Colour looks good - was cold steeping part of the original recipe?
Just wondered if you'd increased the amount of roast grain at all to compensate for cold steeping?
I'm planning to brew a hoppy black beer at the w/e and am quite tempted to give the cold steeping a go
 
All in all this was a quick and successful brew. The post-boil volume was a bit high so I added 100g of sugar to correct the OG, pitched 2 packs of CML pale ale yeast and this morning it's near crawling out of the FV even with 6L of head space.

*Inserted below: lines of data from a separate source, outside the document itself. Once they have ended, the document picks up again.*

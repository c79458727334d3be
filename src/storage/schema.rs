use anyhow::Result;
use sqlx::{
    sqlite::{SqliteConnectOptions, SqlitePoolOptions},
    SqlitePool,
};
use std::str::FromStr;
use std::time::Duration;

use super::types::{is_lock_message, DatabaseError};

// ============================================================================
// Database
// ============================================================================

#[derive(Clone)]
pub struct Database {
    pub(crate) pool: SqlitePool,
}

impl Database {
    /// Open a database connection and run migrations
    ///
    /// `":memory:"` opens a private in-memory database shared by the pool.
    ///
    /// # Errors
    ///
    /// Returns `DatabaseError::InstanceLocked` if another process keeps the
    /// database locked past the busy timeout.
    /// Returns `DatabaseError::Other` for other database errors.
    pub async fn open(path: &str) -> Result<Self, DatabaseError> {
        let url = format!("sqlite:{}?mode=rwc", path);

        // Fetch workers update checked_at and error counters concurrently;
        // wait up to 5s for their write locks instead of failing a selection.
        let options = SqliteConnectOptions::from_str(&url)
            .map_err(DatabaseError::from_sqlx)?
            .foreign_keys(true)
            .pragma("busy_timeout", "5000");
        let pool = SqlitePoolOptions::new()
            .max_connections(5)
            .acquire_timeout(Duration::from_secs(10))
            .connect_with(options)
            .await
            .map_err(DatabaseError::from_sqlx)?;
        let db = Self { pool };
        db.migrate().await.map_err(|e| {
            if is_lock_message(&e.to_string()) {
                DatabaseError::InstanceLocked
            } else {
                DatabaseError::Migration(e.to_string())
            }
        })?;
        tracing::debug!(path = %path, "Opened feed database");
        Ok(db)
    }

    /// Create tables and indexes in a single transaction.
    ///
    /// Every statement uses `IF NOT EXISTS`, so running this against an
    /// existing database is a no-op.
    async fn migrate(&self) -> Result<()> {
        let mut tx = self.pool.begin().await?;

        // checked_at and published_at are Unix seconds; 0 means never checked
        sqlx::query(
            r#"
            CREATE TABLE IF NOT EXISTS feeds (
                id INTEGER PRIMARY KEY,
                user_id INTEGER NOT NULL,
                disabled INTEGER NOT NULL DEFAULT 0,
                parsing_error_count INTEGER NOT NULL DEFAULT 0,
                checked_at INTEGER NOT NULL DEFAULT 0
            )
        "#,
        )
        .execute(&mut *tx)
        .await?;

        sqlx::query(
            r#"
            CREATE TABLE IF NOT EXISTS entries (
                id INTEGER PRIMARY KEY,
                feed_id INTEGER NOT NULL REFERENCES feeds(id) ON DELETE CASCADE,
                published_at INTEGER NOT NULL
            )
        "#,
        )
        .execute(&mut *tx)
        .await?;

        // Covers the MAX(published_at) GROUP BY feed_id aggregate
        sqlx::query(
            "CREATE INDEX IF NOT EXISTS idx_entries_feed_published ON entries(feed_id, published_at DESC)",
        )
        .execute(&mut *tx)
        .await?;

        // Global selection: WHERE disabled = 0 ORDER BY checked_at
        sqlx::query("CREATE INDEX IF NOT EXISTS idx_feeds_checked ON feeds(disabled, checked_at)")
            .execute(&mut *tx)
            .await?;

        // User selection: WHERE user_id = ? ORDER BY checked_at
        sqlx::query("CREATE INDEX IF NOT EXISTS idx_feeds_user_checked ON feeds(user_id, checked_at)")
            .execute(&mut *tx)
            .await?;

        tx.commit().await?;

        Ok(())
    }
}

@dan125 no the original recipe didn't call for cold steeping, I just wanted to give it a try, and I don't think I did adjust the amount.
 
Nothing specifically wrong with them as such, but they've only been ok. I'd like something better than ok this time.
 
Well I'm gonna mark this one as a success. There's a bit of acetaldehyde in the aroma (actually something a few of my recent brews have suffered from for some reason) but it doesn't come through in the flavour. It's rich and flavourful while still being very smooth and drinkable so mission accomplished I'd say. Thanks for all the help and comments on this :hat:

dbyyXVH.jpg
 
The cold steep. ...does this prevent harshness?
Thats what I was thinking with 250g of roast barley. I've only used very small amounts of ground roast barley in the boil... Maximum blackness with minimum harshness... Might have a go at steeping.
 
That's a new one to me. I would have thought that would extract more harshness than mashing it.
Shouldn't be an issue as the pH will be lower at the end of the boil than when mashing, and the extraction time is short. It's likely to be like making tea, a quick dunk with a tea bag will get colour and a bit of flavour, longer brewing will extract the tannins.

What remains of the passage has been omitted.